- I observed [in 1967] that our proof of the stability of matter would fail if electrons without the exclusion principle existed. So I jumped to the conclusion that a charged weak boson could not exist in a stable universe. This was a new law of nature that I had discovered. I published it quietly in a mathematical journal.
I knew that my theory flatly contradicted the prevailing wisdom. The prevailing wisdom was the unified theory of weak and electromagnetic interactions proposed by my friends Steven Weinberg and Abdus Salam. Weinberg and Salam predicted the existence of a new particle as a carrier of weak interactions. They called the new particle W. The W-particle had to be a charged weak boson, precisely the combination that I had declared impossible. Nature, speaking through an experiment at CERN in Geneva, would decide who was right.

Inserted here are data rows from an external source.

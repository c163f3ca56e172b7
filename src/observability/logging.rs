//! Structured logging.
//!
//! `RUST_LOG` wins when set; otherwise the configured level applies to this
//! crate and to `tower_http` request traces.

use tracing_subscriber::{layer::SubscriberExt, util::SubscriberInitExt, EnvFilter};

use crate::config::{LogFormat, ObservabilityConfig};

/// Filter directive derived from the configured level.
pub fn default_directive(config: &ObservabilityConfig) -> String {
    format!(
        "api_relay={level},tower_http={level}",
        level = config.log_level
    )
}

/// Install the global subscriber.
pub fn init_logging(config: &ObservabilityConfig) {
    let filter = EnvFilter::try_from_default_env()
        .unwrap_or_else(|_| EnvFilter::new(default_directive(config)));

    let registry = tracing_subscriber::registry().with(filter);
    match config.log_format {
        LogFormat::Pretty => registry.with(tracing_subscriber::fmt::layer()).init(),
        LogFormat::Json => registry
            .with(tracing_subscriber::fmt::layer().json())
            .init(),
    }
}
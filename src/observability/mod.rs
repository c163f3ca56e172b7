//! Observability subsystem.
//!
//! # Data Flow
//! ```text
//! All subsystems produce:
//!     → tracing events (structured fields)
//!     → per-request spans from tower_http::TraceLayer (request_id, method, path)
//!
//! logging.rs installs the subscriber: pretty for terminals, JSON lines for
//! log aggregation.
//! ```

pub mod logging;

pub use logging::init_logging;
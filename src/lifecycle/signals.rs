//! OS signal handling.
//!
//! SIGINT (Ctrl-C) and, on unix, SIGTERM both mean "stop accepting and drain".

/// Resolve once the process is asked to stop.
pub async fn wait_for_signal() {
    let ctrl_c = async {
        if let Err(e) = tokio::signal::ctrl_c().await {
            tracing::error!(error = %e, "Failed to install Ctrl+C handler");
            std::future::pending::<()>().await;
        }
    };

    #[cfg(unix)]
    let terminate = async {
        match tokio::signal::unix::signal(tokio::signal::unix::SignalKind::terminate()) {
            Ok(mut signal) => {
                signal.recv().await;
            }
            Err(e) => {
                tracing::error!(error = %e, "Failed to install SIGTERM handler");
                std::future::pending::<()>().await;
            }
        }
    };

    #[cfg(not(unix))]
    let terminate = std::future::pending::<()>();

    tokio::select! {
        _ = ctrl_c => tracing::info!(signal = "SIGINT", "Signal received"),
        _ = terminate => tracing::info!(signal = "SIGTERM", "Signal received"),
    }
}
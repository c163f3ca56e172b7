//! HTTP server setup and the single entry handler.
//!
//! # Responsibilities
//! - Create the Axum Router with one catch-all handler
//! - Wire up request tracing with a per-request ID
//! - Answer the static paths (`/`, `/index.html`, `/robots.txt`)
//! - Dispatch everything else to the routing engine, then the forwarder
//! - Serve until the shutdown signal fires

use std::sync::Arc;

use axum::{
    body::Body,
    extract::State,
    http::Request,
    response::{IntoResponse, Response},
    routing::any,
    Router,
};
use tokio::net::TcpListener;
use tokio::sync::broadcast;
use tower_http::trace::TraceLayer;
use uuid::Uuid;

use crate::config::RelayConfig;
use crate::http::forward::Forwarder;
use crate::http::response;
use crate::http::upstream::{HttpUpstream, Upstream};
use crate::routing::{RouteTable, Router as RelayRouter};
use crate::security::HeaderDenyList;

/// Error building the server.
#[derive(Debug, thiserror::Error)]
pub enum ServerError {
    #[error("failed to build upstream client: {0}")]
    Client(#[from] reqwest::Error),
}

/// Application state injected into the handler.
#[derive(Clone)]
pub struct AppState {
    pub router: Arc<RelayRouter>,
    pub forwarder: Arc<Forwarder>,
}

/// HTTP server for the relay.
pub struct HttpServer {
    router: Router,
    config: RelayConfig,
}

impl HttpServer {
    /// Create a server that forwards through a pooled `reqwest` client.
    pub fn new(config: RelayConfig) -> Result<Self, ServerError> {
        let upstream = HttpUpstream::new(&config.upstream)?;
        Ok(Self::with_upstream(config, Arc::new(upstream)))
    }

    /// Create a server around any [`Upstream`] implementation.
    pub fn with_upstream(config: RelayConfig, upstream: Arc<dyn Upstream>) -> Self {
        let table = RouteTable::from_config(&config.routes);
        let deny = Arc::new(HeaderDenyList::from_config(&config.headers));

        let state = AppState {
            router: Arc::new(RelayRouter::new(table)),
            forwarder: Arc::new(Forwarder::new(upstream, deny)),
        };

        Self {
            router: build_router(state),
            config,
        }
    }

    /// The fully layered Axum router, for embedding or `oneshot` testing.
    pub fn app(&self) -> Router {
        self.router.clone()
    }

    /// Run the server, accepting connections on the given listener.
    pub async fn run(
        self,
        listener: TcpListener,
        mut shutdown: broadcast::Receiver<()>,
    ) -> Result<(), std::io::Error> {
        let addr = listener.local_addr()?;
        tracing::info!(
            address = %addr,
            routes = self.config.routes.0.len(),
            "HTTP server starting"
        );

        axum::serve(listener, self.router)
            .with_graceful_shutdown(async move {
                let _ = shutdown.recv().await;
                tracing::info!("Shutdown signal received, draining connections");
            })
            .await?;

        tracing::info!("HTTP server stopped");
        Ok(())
    }
}

fn build_router(state: AppState) -> Router {
    Router::new()
        .route("/{*path}", any(relay_handler))
        .route("/", any(relay_handler))
        .with_state(state)
        .layer(
            TraceLayer::new_for_http().make_span_with(|request: &Request<Body>| {
                // Query strings often carry provider keys; log the path only.
                tracing::info_span!(
                    "request",
                    request_id = %Uuid::new_v4(),
                    method = %request.method(),
                    path = %request.uri().path(),
                )
            }),
        )
}

/// Entry point for every inbound request.
async fn relay_handler(State(state): State<AppState>, request: Request<Body>) -> Response {
    let path = request
        .uri()
        .path_and_query()
        .map(|pq| pq.as_str().to_owned())
        .unwrap_or_else(|| request.uri().path().to_owned());

    match path.as_str() {
        "/" | "/index.html" => return response::service_running(),
        "/robots.txt" => return response::robots(),
        _ => {}
    }

    let Some(target) = state.router.resolve(&path) else {
        tracing::warn!(path = %request.uri().path(), "No route matched");
        return response::not_found(&path);
    };

    match state.forwarder.forward(request, &target).await {
        Ok(upstream) => upstream.into_response(),
        Err(e) => {
            tracing::error!(prefix = %target.prefix, error = %e, "Upstream error");
            e.into_response()
        }
    }
}
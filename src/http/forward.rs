//! Request forwarding.
//!
//! # Responsibilities
//! - Filter inbound headers for the outbound leg
//! - Hand method, URL, headers and body to the upstream adapter
//! - Return the upstream response untouched, or a [`RelayError`]
//!
//! One attempt per request; the first failure is final.

use std::sync::Arc;

use axum::body::Body;
use axum::http::{Request, Response};
use url::Url;

use crate::http::response::RelayError;
use crate::http::upstream::{OutboundRequest, Upstream};
use crate::routing::ResolvedTarget;
use crate::security::{strip_hop_by_hop, HeaderDenyList};

/// Forwards routed requests to their upstream.
#[derive(Clone)]
pub struct Forwarder {
    upstream: Arc<dyn Upstream>,
    deny: Arc<HeaderDenyList>,
}

impl Forwarder {
    pub fn new(upstream: Arc<dyn Upstream>, deny: Arc<HeaderDenyList>) -> Self {
        Self { upstream, deny }
    }

    pub async fn forward(
        &self,
        request: Request<Body>,
        target: &ResolvedTarget,
    ) -> Result<Response<Body>, RelayError> {
        let url = Url::parse(&target.url).map_err(|source| RelayError::InvalidTarget {
            url: target.url.clone(),
            source,
        })?;

        let (parts, body) = request.into_parts();
        let mut headers = self.deny.filter(&parts.headers);
        strip_hop_by_hop(&mut headers);

        tracing::debug!(
            method = %parts.method,
            prefix = %target.prefix,
            upstream_host = url.host_str().unwrap_or_default(),
            forwarded_headers = headers.len(),
            "Forwarding request"
        );

        let response = self
            .upstream
            .send(OutboundRequest {
                method: parts.method,
                url,
                headers,
                body,
            })
            .await?;

        tracing::debug!(status = %response.status(), "Upstream responded");
        Ok(response)
    }
}
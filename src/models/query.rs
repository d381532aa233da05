// ============================================================================
// FILTRO DE LISTAGEM - Composição de query + política "ocultar concluídos"
// ============================================================================
// Três dimensões opcionais (status, rede, loja) vão para o servidor como
// query params; a ocultação de concluídos é um pós-filtro LOCAL, aplicado
// depois da resposta, e só quando não há filtro explícito de status.
// ============================================================================

use crate::models::auth::Role;
use crate::models::ticket::{Ticket, TicketStatus};

/// Parâmetros enviados a GET /tickets/.
#[derive(Clone, Debug, Default, PartialEq)]
pub struct TicketQuery {
    pub status: Option<TicketStatus>,
    pub network_id: Option<String>,
    pub store_id: Option<String>,
    pub mine: bool,
}

impl TicketQuery {
    /// Monta a query string (com `?`), ou vazio quando não há filtro.
    /// Valores vindos de dados (ids) são percent-encoded.
    pub fn to_query_string(&self) -> String {
        let mut pairs: Vec<String> = Vec::new();
        if let Some(status) = self.status {
            pairs.push(format!("status={}", status.as_str()));
        }
        if let Some(ref network_id) = self.network_id {
            pairs.push(format!("network_id={}", urlencoding::encode(network_id)));
        }
        if let Some(ref store_id) = self.store_id {
            pairs.push(format!("store_id={}", urlencoding::encode(store_id)));
        }
        if self.mine {
            pairs.push("mine=true".to_string());
        }
        if pairs.is_empty() {
            String::new()
        } else {
            format!("?{}", pairs.join("&"))
        }
    }
}

/// Protocolo last-request-wins para respostas fora de ordem: cada disparo de
/// leitura recebe um número crescente e a resposta só é aplicada se nenhum
/// disparo mais novo a superou nesse meio tempo.
#[derive(Clone, Debug, Default, PartialEq)]
pub struct RequestSequence {
    latest: u64,
}

impl RequestSequence {
    pub fn new() -> Self {
        Self::default()
    }

    /// Registra um novo disparo e devolve seu número.
    pub fn begin(&mut self) -> u64 {
        self.latest += 1;
        self.latest
    }

    /// `false` quando a resposta pertence a um disparo já superado.
    pub fn is_current(&self, seq: u64) -> bool {
        self.latest == seq
    }
}

/// Estado do filtro da tela de listagem.
///
/// O default de "ocultar concluídos" é calculado UMA única vez por sessão,
/// na primeira observação do perfil: `true` para ADMIN, irrelevante (e não
/// oferecido) para os demais. Depois de inicializado, o toggle do usuário é
/// autoritativo e nunca é sobrescrito por observações posteriores do perfil.
#[derive(Clone, Debug, Default, PartialEq)]
pub struct TicketListFilter {
    pub status: Option<TicketStatus>,
    pub network_id: Option<String>,
    pub store_id: Option<String>,
    hide_concluded: bool,
    hide_initialized: bool,
}

impl TicketListFilter {
    pub fn new() -> Self {
        Self::default()
    }

    /// Primeira observação do perfil inicializa o default; as seguintes são
    /// ignoradas.
    pub fn observe_role(&mut self, role: Role) {
        if self.hide_initialized {
            return;
        }
        self.hide_concluded = role == Role::Admin;
        self.hide_initialized = true;
    }

    pub fn hide_concluded(&self) -> bool {
        self.hide_concluded
    }

    /// Toggle manual do usuário: vale a partir daqui, inclusive sobre
    /// observações futuras do perfil.
    pub fn set_hide_concluded(&mut self, hide: bool) {
        self.hide_concluded = hide;
        self.hide_initialized = true;
    }

    /// Trocar de rede limpa a loja selecionada (a lista de lojas é
    /// recarregada com o escopo da nova rede).
    pub fn select_network(&mut self, network_id: Option<String>) {
        self.network_id = network_id;
        self.store_id = None;
    }

    pub fn select_store(&mut self, store_id: Option<String>) {
        self.store_id = store_id;
    }

    pub fn select_status(&mut self, status: Option<TicketStatus>) {
        self.status = status;
    }

    pub fn query(&self) -> TicketQuery {
        TicketQuery {
            status: self.status,
            network_id: self.network_id.clone(),
            store_id: self.store_id.clone(),
            mine: false,
        }
    }

    /// Pós-filtro local sobre a resposta do servidor. Preserva a ordem
    /// recebida. Filtro explícito de status sempre vence o toggle.
    pub fn apply(&self, tickets: Vec<Ticket>) -> Vec<Ticket> {
        if self.hide_concluded && self.status.is_none() {
            tickets
                .into_iter()
                .filter(|t| t.status != TicketStatus::Concluido)
                .collect()
        } else {
            tickets
        }
    }
}

#[cfg(test)]
mod tests {
    use super::*;
    use crate::models::ticket::{TicketPriority, TicketType};

    fn ticket(id: &str, status: TicketStatus) -> Ticket {
        Ticket {
            id: id.into(),
            store_id: "S1".into(),
            store_name: None,
            requester_name: "Ana".into(),
            local: "Caixa 2".into(),
            problem: "Impressora não liga".into(),
            ticket_type: TicketType::Reparo,
            priority: TicketPriority::Normal,
            status,
            assigned_to: None,
            created_at: None,
            updated_at: None,
        }
    }

    #[test]
    fn query_string_vazia_sem_filtros() {
        assert_eq!(TicketQuery::default().to_query_string(), "");
    }

    #[test]
    fn query_string_compoe_as_dimensoes() {
        let q = TicketQuery {
            status: Some(TicketStatus::Pendente),
            network_id: Some("N1".into()),
            store_id: Some("S9".into()),
            mine: true,
        };
        assert_eq!(
            q.to_query_string(),
            "?status=PENDENTE&network_id=N1&store_id=S9&mine=true"
        );
    }

    #[test]
    fn query_string_encoda_ids_com_caracteres_reservados() {
        let q = TicketQuery {
            status: None,
            network_id: Some("rede matriz&filial".into()),
            store_id: Some("loja=1".into()),
            mine: false,
        };
        assert_eq!(
            q.to_query_string(),
            "?network_id=rede%20matriz%26filial&store_id=loja%3D1"
        );
    }

    #[test]
    fn resposta_de_disparo_superado_e_descartada() {
        let mut seq = RequestSequence::new();
        let primeiro = seq.begin();
        let segundo = seq.begin();

        // a resposta lenta do primeiro disparo chega depois: descartada
        assert!(!seq.is_current(primeiro));
        // a do disparo mais recente vence
        assert!(seq.is_current(segundo));

        // um terceiro disparo supera o segundo, mesmo sem resposta ainda
        let terceiro = seq.begin();
        assert!(!seq.is_current(segundo));
        assert!(seq.is_current(terceiro));
    }

    #[test]
    fn default_ocultar_inicializa_true_para_admin_uma_unica_vez() {
        let mut f = TicketListFilter::new();
        f.observe_role(Role::Admin);
        assert!(f.hide_concluded());

        // usuário desmarca; observação posterior do perfil não reseta
        f.set_hide_concluded(false);
        f.observe_role(Role::Admin);
        assert!(!f.hide_concluded());
    }

    #[test]
    fn perfil_nao_admin_inicializa_sem_ocultar() {
        let mut f = TicketListFilter::new();
        f.observe_role(Role::Client);
        assert!(!f.hide_concluded());

        // já inicializado: um admin observado depois não liga o toggle
        f.observe_role(Role::Admin);
        assert!(!f.hide_concluded());
    }

    #[test]
    fn oculta_concluidos_apenas_sem_filtro_de_status() {
        let mut f = TicketListFilter::new();
        f.observe_role(Role::Admin);

        let lista = vec![
            ticket("a", TicketStatus::Aberto),
            ticket("b", TicketStatus::Concluido),
            ticket("c", TicketStatus::Pendente),
        ];

        let visiveis = f.apply(lista.clone());
        let ids: Vec<&str> = visiveis.iter().map(|t| t.id.as_str()).collect();
        assert_eq!(ids, vec!["a", "c"]);

        // filtro explícito de status vence o toggle
        f.select_status(Some(TicketStatus::Concluido));
        assert_eq!(f.apply(lista.clone()).len(), 3);

        // toggle desligado: lista integral
        f.select_status(None);
        f.set_hide_concluded(false);
        assert_eq!(f.apply(lista).len(), 3);
    }

    #[test]
    fn pos_filtro_preserva_a_ordem_do_servidor() {
        let mut f = TicketListFilter::new();
        f.observe_role(Role::Admin);
        let lista = vec![
            ticket("3", TicketStatus::Pendente),
            ticket("1", TicketStatus::Concluido),
            ticket("2", TicketStatus::Aberto),
        ];
        let ids: Vec<String> = f.apply(lista).into_iter().map(|t| t.id).collect();
        assert_eq!(ids, vec!["3", "2"]);
    }

    #[test]
    fn trocar_de_rede_limpa_a_loja_selecionada() {
        let mut f = TicketListFilter::new();
        f.select_network(Some("N1".into()));
        f.select_store(Some("S1".into()));

        f.select_network(Some("N2".into()));
        assert_eq!(f.network_id.as_deref(), Some("N2"));
        assert!(f.store_id.is_none());

        // limpar a rede também limpa a loja
        f.select_store(Some("S2".into()));
        f.select_network(None);
        assert!(f.store_id.is_none());
    }
}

The decision did not come quickly. It took the experimenters fifteen years to build a new machine and use it to search for the W-particle. But the decision, when it came, was final. Large numbers of W-particles were seen, with the properties predicted by Weinberg and Salam. With hindsight I could see several reasons why my stability argument would not apply to W-particles. W-particles are too massive and too short-lived to be a constituent of anything that resembles ordinary matter.
- I quickly forgot my disappointment and shared the joy of Weinberg and Salam in their well-deserved triumph. As my mother taught me long ago, the key to enjoyment of any sport is to be a good loser.
In Livio’s list of brilliant blunderers, Darwin and Einstein were good losers, Kelvin and Pauling were not so good, and Hoyle was the worst. The greatest scientists are the best losers. That is one of the reasons why we love the game.